Instead of shooting in the dark, we can shed light on black 
markets and go after well-defined targets.
    Official networks and records, networks to produce new 
data, technology, analytical capacity, experience, and 
willingness to collaborate are all there. I urge you to turn 
the switch. Thank you.
    [The prepared statement of Dr. Passas can be found on page 
81 of the appendix.]
    Chairman Fitzpatrick. We thank the witnesses for their 
testimony. We will now go to members of the task force for 5 
minutes of questions each. I will first recognize myself.
    Mr. Bock, given your longstanding experience in seeking to 
uncover trade-based money laundering schemes, are you satisfied 
with the U.S. Government's efforts since the 1990s to uncover 
and ultimately dismantle this type of illicit activity? And 
obviously, we know that there have been some great successes, 
but we are most interested in where you think the U.S. 
Government can do better.
    Mr. Bock. When the effort is made to collect the data and 
organize it and analyze it, lots of material is created. The 
biggest problem I have seen in my experience with both the 
Customs Service and with DHS was that once you found something, 
you had difficulty bringing it to people who were interested in 
making the cases.
    The priorities out in the field--it was easier for the 
agents in charge to have arrests made for small quantities of 
dope or for illegal aliens. In the cases that we came across, 
such as gold, it is mind-staggering how much money moves there 
and the amount of things that look good but confuse people. As 
a result, it needs lots of resources to make the cases, and 
that is something that the field is not very often interested 
in doing. And that is our biggest problem.

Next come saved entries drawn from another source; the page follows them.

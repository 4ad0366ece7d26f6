// Copyright 2026 Phillip Cloud
// Licensed under the Apache License, Version 2.0

use anyhow::Result;

const FALLBACK_ACTION_ERROR: &str = "action failed";

/// The entity a confirmation dialog is asking about.
#[derive(Debug, Clone, PartialEq, Eq)]
pub struct ConfirmTarget {
    pub id: i64,
    pub label: String,
}

impl ConfirmTarget {
    pub fn new(id: i64, label: impl Into<String>) -> Self {
        Self {
            id,
            label: label.into(),
        }
    }
}

#[derive(Debug, Clone, Copy, PartialEq, Eq)]
pub enum ConfirmDecision {
    Confirm,
    Dismiss,
}

/// Terminal outcome of one workflow. Exactly one of these is produced
/// per [`ConfirmWorkflow`]; the type system enforces it because
/// resolving consumes the workflow.
#[derive(Debug, Clone, PartialEq, Eq)]
pub enum ConfirmOutcome {
    /// Confirmed and the action succeeded.
    Success,
    /// Confirmed but the action failed; carries the most specific
    /// message available (server message, then transport error text,
    /// then a fixed fallback).
    Failure(String),
    /// Dismissed; the action was never invoked.
    Dismissed,
}

/// Confirmation workflow for a destructive row action.
///
/// The machine has one live state (open, awaiting a decision) and two
/// terminal ones. Callers hold at most one open workflow per target;
/// opening a second for the same target while one is open is a caller
/// error, though it cannot corrupt list state since the workflow owns
/// nothing but its target.
#[derive(Debug, Clone, PartialEq, Eq)]
pub struct ConfirmWorkflow {
    target: ConfirmTarget,
}

impl ConfirmWorkflow {
    pub fn open(target: ConfirmTarget) -> Self {
        Self { target }
    }

    pub fn target(&self) -> &ConfirmTarget {
        &self.target
    }

    /// Resolve the workflow. On confirm the action runs exactly once
    /// with the target id; on dismiss it never runs. Failures are
    /// reported through the returned outcome, never by propagating the
    /// error to the caller.
    pub fn resolve<A>(self, decision: ConfirmDecision, action: A) -> ConfirmOutcome
    where
        A: FnOnce(i64) -> Result<()>,
    {
        match decision {
            ConfirmDecision::Dismiss => ConfirmOutcome::Dismissed,
            ConfirmDecision::Confirm => match action(self.target.id) {
                Ok(()) => ConfirmOutcome::Success,
                Err(error) => ConfirmOutcome::Failure(action_error_message(&error)),
            },
        }
    }
}

fn action_error_message(error: &anyhow::Error) -> String {
    let message = error.to_string();
    if message.trim().is_empty() {
        FALLBACK_ACTION_ERROR.to_owned()
    } else {
        message
    }
}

    This case you had in the papers today with DEA is a large 
case. There wasn't a lot of energy in the field to makes cases 
like this. That is my biggest complaint. And we had a difficult 
time getting it out to the field.
    Chairman Fitzpatrick. On the issue of information-sharing 
between agencies, we can think back to the 9/11 Commission. One 
of the big criticisms of our intelligence agencies was that 
they were doing a pretty good job individually in a stovepipe 
setting, but they weren't sharing information with each other.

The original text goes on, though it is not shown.